# WORK ITEM
Each line of the material beneath should be duplicated exactly.

# EXERCISE INPUTS
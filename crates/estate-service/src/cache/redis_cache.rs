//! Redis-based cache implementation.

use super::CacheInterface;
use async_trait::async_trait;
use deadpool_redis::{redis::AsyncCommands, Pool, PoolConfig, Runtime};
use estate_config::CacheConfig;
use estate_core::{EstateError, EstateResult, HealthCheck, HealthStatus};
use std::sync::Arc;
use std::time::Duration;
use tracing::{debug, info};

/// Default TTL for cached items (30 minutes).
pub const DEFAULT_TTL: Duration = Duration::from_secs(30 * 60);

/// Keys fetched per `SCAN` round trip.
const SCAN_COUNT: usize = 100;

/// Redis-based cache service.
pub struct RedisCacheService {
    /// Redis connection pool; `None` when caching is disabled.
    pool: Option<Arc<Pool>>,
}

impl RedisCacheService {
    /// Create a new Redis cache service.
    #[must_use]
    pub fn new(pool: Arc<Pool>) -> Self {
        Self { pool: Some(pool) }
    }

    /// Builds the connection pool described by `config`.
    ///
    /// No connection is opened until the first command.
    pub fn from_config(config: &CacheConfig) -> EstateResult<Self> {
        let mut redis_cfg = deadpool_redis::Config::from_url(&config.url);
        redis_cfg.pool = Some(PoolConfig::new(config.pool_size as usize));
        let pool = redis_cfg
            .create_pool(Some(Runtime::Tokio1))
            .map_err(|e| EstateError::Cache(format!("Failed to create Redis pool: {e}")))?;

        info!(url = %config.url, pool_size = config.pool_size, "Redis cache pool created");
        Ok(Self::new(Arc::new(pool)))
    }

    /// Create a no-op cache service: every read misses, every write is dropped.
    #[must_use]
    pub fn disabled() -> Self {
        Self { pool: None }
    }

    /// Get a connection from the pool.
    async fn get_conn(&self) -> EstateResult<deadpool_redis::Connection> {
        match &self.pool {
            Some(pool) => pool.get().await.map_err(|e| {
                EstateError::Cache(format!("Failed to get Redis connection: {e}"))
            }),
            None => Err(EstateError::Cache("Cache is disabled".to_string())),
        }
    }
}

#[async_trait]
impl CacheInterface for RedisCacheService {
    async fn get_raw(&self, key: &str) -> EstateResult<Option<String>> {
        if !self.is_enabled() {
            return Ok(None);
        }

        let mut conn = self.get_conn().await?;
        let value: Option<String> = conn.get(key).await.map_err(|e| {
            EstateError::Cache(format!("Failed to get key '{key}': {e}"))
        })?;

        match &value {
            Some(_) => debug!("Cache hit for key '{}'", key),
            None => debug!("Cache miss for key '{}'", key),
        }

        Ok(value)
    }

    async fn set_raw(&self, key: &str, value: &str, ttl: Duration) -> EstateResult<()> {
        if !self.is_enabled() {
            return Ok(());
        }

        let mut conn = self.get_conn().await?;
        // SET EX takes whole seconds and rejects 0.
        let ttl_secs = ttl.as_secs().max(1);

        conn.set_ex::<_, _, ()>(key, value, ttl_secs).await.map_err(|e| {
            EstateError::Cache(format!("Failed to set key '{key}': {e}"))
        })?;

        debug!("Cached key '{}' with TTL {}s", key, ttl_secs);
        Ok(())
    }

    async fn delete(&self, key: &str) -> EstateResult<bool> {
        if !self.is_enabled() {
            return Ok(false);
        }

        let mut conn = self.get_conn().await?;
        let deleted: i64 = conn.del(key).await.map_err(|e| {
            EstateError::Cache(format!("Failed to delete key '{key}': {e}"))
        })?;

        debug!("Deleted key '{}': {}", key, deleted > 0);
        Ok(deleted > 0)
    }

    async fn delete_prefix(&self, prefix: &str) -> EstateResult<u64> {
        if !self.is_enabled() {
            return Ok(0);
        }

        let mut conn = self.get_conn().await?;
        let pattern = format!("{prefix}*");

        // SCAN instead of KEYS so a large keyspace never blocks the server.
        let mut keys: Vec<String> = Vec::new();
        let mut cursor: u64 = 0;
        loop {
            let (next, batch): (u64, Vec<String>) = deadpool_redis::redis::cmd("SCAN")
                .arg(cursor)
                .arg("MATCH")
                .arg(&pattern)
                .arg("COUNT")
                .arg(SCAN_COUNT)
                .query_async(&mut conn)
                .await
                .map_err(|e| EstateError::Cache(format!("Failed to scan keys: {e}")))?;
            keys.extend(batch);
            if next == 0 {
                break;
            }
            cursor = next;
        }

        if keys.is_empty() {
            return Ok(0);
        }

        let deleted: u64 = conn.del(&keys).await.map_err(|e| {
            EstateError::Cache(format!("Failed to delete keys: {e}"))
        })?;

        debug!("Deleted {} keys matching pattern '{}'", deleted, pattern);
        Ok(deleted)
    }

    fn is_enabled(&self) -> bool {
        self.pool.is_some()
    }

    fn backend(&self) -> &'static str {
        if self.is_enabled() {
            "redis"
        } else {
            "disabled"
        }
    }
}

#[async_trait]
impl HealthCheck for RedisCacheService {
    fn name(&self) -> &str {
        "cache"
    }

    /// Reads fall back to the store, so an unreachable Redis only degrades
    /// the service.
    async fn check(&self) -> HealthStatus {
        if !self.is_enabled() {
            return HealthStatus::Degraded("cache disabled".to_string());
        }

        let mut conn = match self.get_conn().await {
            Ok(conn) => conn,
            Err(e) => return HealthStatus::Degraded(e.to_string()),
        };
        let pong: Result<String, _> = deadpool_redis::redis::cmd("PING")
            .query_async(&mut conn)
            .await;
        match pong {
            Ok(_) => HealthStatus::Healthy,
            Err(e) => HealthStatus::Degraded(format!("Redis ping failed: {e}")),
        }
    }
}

# EXERCISE SOLUTION
filename crates/estate-service/src/cache/redis_cache.rs
//! Redis-based cache implementation.

use super::CacheInterface;
use async_trait::async_trait;
use deadpool_redis::{redis::AsyncCommands, Pool, PoolConfig, Runtime};
use estate_config::CacheConfig;
use estate_core::{EstateError, EstateResult, HealthCheck, HealthStatus};
use std::sync::Arc;
use std::time::Duration;
use tracing::{debug, info};

/// Default TTL for cached items (30 minutes).
pub const DEFAULT_TTL: Duration = Duration::from_secs(30 * 60);

/// Keys fetched per `SCAN` round trip.
const SCAN_COUNT: usize = 100;

/// Redis-based cache service.
pub struct RedisCacheService {
    /// Redis connection pool; `None` when caching is disabled.
    pool: Option<Arc<Pool>>,
}

impl RedisCacheService {
    /// Create a new Redis cache service.
    #[must_use]
    pub fn new(pool: Arc<Pool>) -> Self {
        Self { pool: Some(pool) }
    }

    /// Builds the connection pool described by `config`.
    ///
    /// No connection is opened until the first command.
    pub fn from_config(config: &CacheConfig) -> EstateResult<Self> {
        let mut redis_cfg = deadpool_redis::Config::from_url(&config.url);
        redis_cfg.pool = Some(PoolConfig::new(config.pool_size as usize));
        let pool = redis_cfg
            .create_pool(Some(Runtime::Tokio1))
            .map_err(|e| EstateError::Cache(format!("Failed to create Redis pool: {e}")))?;

        info!(url = %config.url, pool_size = config.pool_size, "Redis cache pool created");
        Ok(Self::new(Arc::new(pool)))
    }

    /// Create a no-op cache service: every read misses, every write is dropped.
    #[must_use]
    pub fn disabled() -> Self {
        Self { pool: None }
    }

    /// Get a connection from the pool.
    async fn get_conn(&self) -> EstateResult<deadpool_redis::Connection> {
        match &self.pool {
            Some(pool) => pool.get().await.map_err(|e| {
                EstateError::Cache(format!("Failed to get Redis connection: {e}"))
            }),
            None => Err(EstateError::Cache("Cache is disabled".to_string())),
        }
    }
}

#[async_trait]
impl CacheInterface for RedisCacheService {
    async fn get_raw(&self, key: &str) -> EstateResult<Option<String>> {
        if !self.is_enabled() {
            return Ok(None);
        }

        let mut conn = self.get_conn().await?;
        let value: Option<String> = conn.get(key).await.map_err(|e| {
            EstateError::Cache(format!("Failed to get key '{key}': {e}"))
        })?;

        match &value {
            Some(_) => debug!("Cache hit for key '{}'", key),
            None => debug!("Cache miss for key '{}'", key),
        }

        Ok(value)
    }

    async fn set_raw(&self, key: &str, value: &str, ttl: Duration) -> EstateResult<()> {
        if !self.is_enabled() {
            return Ok(());
        }

        let mut conn = self.get_conn().await?;
        // SET EX takes whole seconds and rejects 0.
        let ttl_secs = ttl.as_secs().max(1);

        conn.set_ex::<_, _, ()>(key, value, ttl_secs).await.map_err(|e| {
            EstateError::Cache(format!("Failed to set key '{key}': {e}"))
        })?;

        debug!("Cached key '{}' with TTL {}s", key, ttl_secs);
        Ok(())
    }

    async fn delete(&self, key: &str) -> EstateResult<bool> {
        if !self.is_enabled() {
            return Ok(false);
        }

        let mut conn = self.get_conn().await?;
        let deleted: i64 = conn.del(key).await.map_err(|e| {
            EstateError::Cache(format!("Failed to delete key '{key}': {e}"))
        })?;

        debug!("Deleted key '{}': {}", key, deleted > 0);
        Ok(deleted > 0)
    }

    async fn delete_prefix(&self, prefix: &str) -> EstateResult<u64> {
        if !self.is_enabled() {
            return Ok(0);
        }

        let mut conn = self.get_conn().await?;
        let pattern = format!("{prefix}*");

        // SCAN instead of KEYS so a large keyspace never blocks the server.
        let mut keys: Vec<String> = Vec::new();
        let mut cursor: u64 = 0;
        loop {
            let (next, batch): (u64, Vec<String>) = deadpool_redis::redis::cmd("SCAN")
                .arg(cursor)
                .arg("MATCH")
                .arg(&pattern)
                .arg("COUNT")
                .arg(SCAN_COUNT)
                .query_async(&mut conn)
                .await
                .map_err(|e| EstateError::Cache(format!("Failed to scan keys: {e}")))?;
            keys.extend(batch);
            if next == 0 {
                break;
            }
            cursor = next;
        }

        if keys.is_empty() {
            return Ok(0);
        }

        let deleted: u64 = conn.del(&keys).await.map_err(|e| {
            EstateError::Cache(format!("Failed to delete keys: {e}"))
        })?;

        debug!("Deleted {} keys matching pattern '{}'", deleted, pattern);
        Ok(deleted)
    }

    fn is_enabled(&self) -> bool {
        self.pool.is_some()
    }

    fn backend(&self) -> &'static str {
        if self.is_enabled() {
            "redis"
        } else {
            "disabled"
        }
    }
}

#[async_trait]
impl HealthCheck for RedisCacheService {
    fn name(&self) -> &str {
        "cache"
    }

    /// Reads fall back to the store, so an unreachable Redis only degrades
    /// the service.
    async fn check(&self) -> HealthStatus {
        if !self.is_enabled() {
            return HealthStatus::Degraded("cache disabled".to_string());
        }

        let mut conn = match self.get_conn().await {
            Ok(conn) => conn,
            Err(e) => return HealthStatus::Degraded(e.to_string()),
        };
        let pong: Result<String, _> = deadpool_redis::redis::cmd("PING")
            .query_async(&mut conn)
            .await;
        match pong {
            Ok(_) => HealthStatus::Healthy,
            Err(e) => HealthStatus::Degraded(format!("Redis ping failed: {e}")),
        }
    }
}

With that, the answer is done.